Les gilets jaunes réclament la démission d'Emmanuel Macron et veulent aller "le chercher", comme lui-même y invitait cet été. Cela signifie aussi la mise sur pied d'un gouvernement de transition et une refondation de la démocratie. Mais le Président s'obstine, et préfère envoyer les blindés. Serait-ce pour tirer sur les lycéens, les petits entrepreneurs, les artisans, les paysans et singer un Tien An Men français, au lieu de se retirer? La dernière recomposition du gouvernement a montré, par sa lenteur et sa difficulté, à quel point il manquait de soutien politique.
L'écart vertigineux qui s'est creusé entre les plus bas et les plus hauts salaires, la multiplication des taxes aux dépens de l'imposition progressive sur les revenus, la désindustrialisation, la nouvelle poussée d'exode rural, le chômage persistant et sans doute bientôt exponentiel, assèchent les territoires périphériques, étranglent la capillarité dans la redistribution des richesses et provoquent une évasion massive des capitaux. Dans le même temps, la surveillance et la répression s'exercent de manière toujours plus sordide et plus brutale sur les aides aux plus déshérités, ou plutôt à ceux parmi les plus déshérités qui ont encore le courage et l'information nécessaires pour pouvoir en faire la demande et procurer aux administrations les attestations réclamées: beaucoup, on le sait, ne peuvent plus satisfaire à ces contrôles tatillons et dégradants.

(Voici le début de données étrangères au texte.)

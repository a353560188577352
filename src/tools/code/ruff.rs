//! Ruff adapters: `ruff check` and `ruff format --check`.

use futures::future::{BoxFuture, FutureExt};
use lazy_static::lazy_static;
use regex::Regex;
use serde::Deserialize;
use std::path::Path;

use crate::check::{CheckResult, Violation};
use crate::config::RuffConfig;
use crate::files::contains_files_with_extension;
use crate::tools::{relative_path, Tool, ToolContext, ToolInfo};

pub const INFO: ToolInfo = ToolInfo {
    id: "ruff",
    name: "Ruff",
    rule: "code.linting.ruff",
};

pub const FORMAT_INFO: ToolInfo = ToolInfo {
    id: "ruff",
    name: "Ruff Format",
    rule: "code.linting.ruff.format",
};

lazy_static! {
    static ref WOULD_REFORMAT: Regex = Regex::new(r"^Would reformat:\s+(.+)$").unwrap();
}

#[derive(Debug, Deserialize)]
struct Diagnostic {
    code: Option<String>,
    message: String,
    filename: String,
    location: Option<Location>,
}

#[derive(Debug, Deserialize)]
struct Location {
    row: u32,
    column: u32,
}

pub struct Ruff {
    config: RuffConfig,
}

impl Ruff {
    pub fn new(config: RuffConfig) -> Self {
        Self { config }
    }

    fn args(&self) -> Vec<String> {
        let mut args: Vec<String> = ["check", ".", "--output-format", "json"]
            .iter()
            .map(|s| s.to_string())
            .collect();
        if !self.config.select.is_empty() {
            args.push("--select".to_string());
            args.push(self.config.select.join(","));
        }
        if !self.config.ignore.is_empty() {
            args.push("--ignore".to_string());
            args.push(self.config.ignore.join(","));
        }
        args
    }

    async fn check(&self, ctx: &ToolContext) -> anyhow::Result<CheckResult> {
        if !contains_files_with_extension(&ctx.root, &["py"]).await? {
            return Ok(INFO.skip("No Python files found"));
        }

        let args = self.args();
        let arg_refs: Vec<&str> = args.iter().map(String::as_str).collect();
        let output = match ctx.exec("ruff", &arg_refs).await {
            Ok(o) => o,
            Err(e) => return Ok(INFO.exec_failure(e)),
        };

        match parse_check_output(&output.stdout, &ctx.root) {
            Some(violations) if !violations.is_empty() || output.success() => {
                Ok(INFO.result(violations))
            }
            None if output.success() => Ok(INFO.pass()),
            _ => Ok(INFO.unparseable(&output)),
        }
    }
}

impl Tool for Ruff {
    fn info(&self) -> ToolInfo {
        INFO
    }

    fn run<'a>(&'a self, ctx: &'a ToolContext) -> BoxFuture<'a, anyhow::Result<CheckResult>> {
        self.check(ctx).boxed()
    }
}

/// Parse `ruff check --output-format json`.
pub fn parse_check_output(stdout: &str, root: &Path) -> Option<Vec<Violation>> {
    let diagnostics: Vec<Diagnostic> = serde_json::from_str(stdout.trim()).ok()?;
    Some(
        diagnostics
            .into_iter()
            .map(|d| {
                let mut v = INFO
                    .violation(d.message)
                    .file(relative_path(&d.filename, root));
                if let Some(loc) = d.location {
                    v = v.at(loc.row, Some(loc.column));
                }
                if let Some(code) = d.code {
                    v = v.code(code);
                }
                v
            })
            .collect(),
    )
}

/// `ruff format --check`, enabled by `ruff.format = true`.
pub struct RuffFormat;

impl RuffFormat {
    async fn check(&self, ctx: &ToolContext) -> anyhow::Result<CheckResult> {
        if !contains_files_with_extension(&ctx.root, &["py"]).await? {
            return Ok(FORMAT_INFO.skip("No Python files found"));
        }

        let output = match ctx.exec("ruff", &["format", "--check", "."]).await {
            Ok(o) => o,
            Err(e) => return Ok(FORMAT_INFO.exec_failure(e)),
        };
        if output.success() {
            return Ok(FORMAT_INFO.pass());
        }

        let violations = parse_format_output(&output.combined());
        if violations.is_empty() {
            Ok(FORMAT_INFO.unparseable(&output))
        } else {
            Ok(FORMAT_INFO.result(violations))
        }
    }
}

impl Tool for RuffFormat {
    fn info(&self) -> ToolInfo {
        FORMAT_INFO
    }

    fn run<'a>(&'a self, ctx: &'a ToolContext) -> BoxFuture<'a, anyhow::Result<CheckResult>> {
        self.check(ctx).boxed()
    }
}

/// One violation per `Would reformat: <path>` line.
pub fn parse_format_output(text: &str) -> Vec<Violation> {
    text.lines()
        .filter_map(|line| WOULD_REFORMAT.captures(line.trim()))
        .map(|caps| {
            FORMAT_INFO
                .violation("File is not formatted")
                .file(caps[1].trim().to_string())
        })
        .collect()
}

#[cfg(test)]
mod tests {
    use super::*;
    use tempfile::TempDir;

    #[test]
    fn test_parse_check_output() {
        let json = r#"[
          {"code": "F401", "message": "`os` imported but unused", "filename": "/repo/app/main.py",
           "location": {"row": 1, "column": 8}, "end_location": {"row": 1, "column": 10}, "fix": null, "url": "https://docs.astral.sh/ruff/rules/unused-import"}
        ]"#;
        let violations = parse_check_output(json, Path::new("/repo")).unwrap();
        assert_eq!(violations.len(), 1);
        assert_eq!(violations[0].code.as_deref(), Some("F401"));
        assert_eq!(violations[0].file.as_deref(), Some("app/main.py"));
        assert_eq!(violations[0].line, Some(1));
        assert_eq!(violations[0].column, Some(8));
    }

    #[test]
    fn test_parse_empty_check_output() {
        assert_eq!(parse_check_output("[]", Path::new("/")).unwrap().len(), 0);
    }

    #[test]
    fn test_parse_format_output() {
        let text = "Would reformat: app/main.py\nWould reformat: app/util.py\n2 files would be reformatted, 3 files already formatted\n";
        let violations = parse_format_output(text);
        assert_eq!(violations.len(), 2);
        assert_eq!(violations[1].file.as_deref(), Some("app/util.py"));
        assert_eq!(violations[0].rule, "code.linting.ruff.format");
    }

    #[test]
    fn test_args_include_select_and_ignore() {
        let ruff = Ruff::new(RuffConfig {
            enabled: true,
            format: false,
            select: vec!["E".to_string(), "F".to_string()],
            ignore: vec!["E501".to_string()],
        });
        assert_eq!(
            ruff.args(),
            vec!["check", ".", "--output-format", "json", "--select", "E,F", "--ignore", "E501"]
        );
    }

    #[tokio::test]
    async fn test_skips_without_python_files() {
        let temp = TempDir::new().unwrap();
        let ctx = ToolContext::new(temp.path());
        let result = Ruff::new(RuffConfig::default()).run(&ctx).await.unwrap();
        assert!(result.skipped);
        let result = RuffFormat.run(&ctx).await.unwrap();
        assert_eq!(result.skip_reason.as_deref(), Some("No Python files found"));
    }
}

Les dernières déclarations d'Emmanuel Macron, sous la pression des "gilets jaunes", semblaient orienter enfin vers une politique rigoureusement inverse. Peut-être sacrifiera-t-il son gouvernement pour donner des gages. Est-il temps encore? Le Président est-il sincère, et vraiment capable de progrès? La contradiction avec ses déclarations et ses actions précédentes n'est-elle pas trop criante? N'a-t-il pas trop vanté les "premiers de cordée" ou invité à se rêver milliardaire? A-t-il seulement envisagé le rétablissement de l'ISF? Il est jusqu'ici l'incarnation même de cette "violence des riches" que décrit le couple Pinçon Charlot. Sa police n'a-t-elle pas trop mutilé, défiguré, humilié, hier, aujourd'hui encore (ainsi les insoutenables images de Mantes-la-Jolie)? Il reste enfin marqué du sceau d'infamie imprimé à son image par sa jubilation devant le "pognon de dingue" de l'aide sociale, comme devant un Pactole où puiser pour ses amis, aux dépens des cotisants.
Au lieu d'écouter les doléances et de plaindre les victimes civiles, après les dernières émeutes Emmanuel Macron a entendu les policiers et leur a promis de grasses récompenses en échange de leur dévouement à la répression, quelle honte! Les blindés sont dans Paris! On lit de-ci, de-là, que le malheureux est peiné de se savoir haï... il ne pense donc qu'à lui-même? La va-t-en-guerrisme de son ministre de l'Intérieur, l'annonce d'une intervention du Président lundi, le comportement naguère de son cher Benalla, suggèrent une décision de réprimer à tout va. Les riches ne pardonneraient pas à leur suppôt de frustrer leurs appétits.
Ce qui motive le soulèvement populaire ce n'est pas la "passion de l'égalité", selon l'expression d'un chroniqueur, mais bien la révolte devant le pillage de la nation – qui atteint une férocité inédite –, et un sens élémentaire de l'intérêt personnel, de l'intérêt collectif, voire simplement ... de la décence.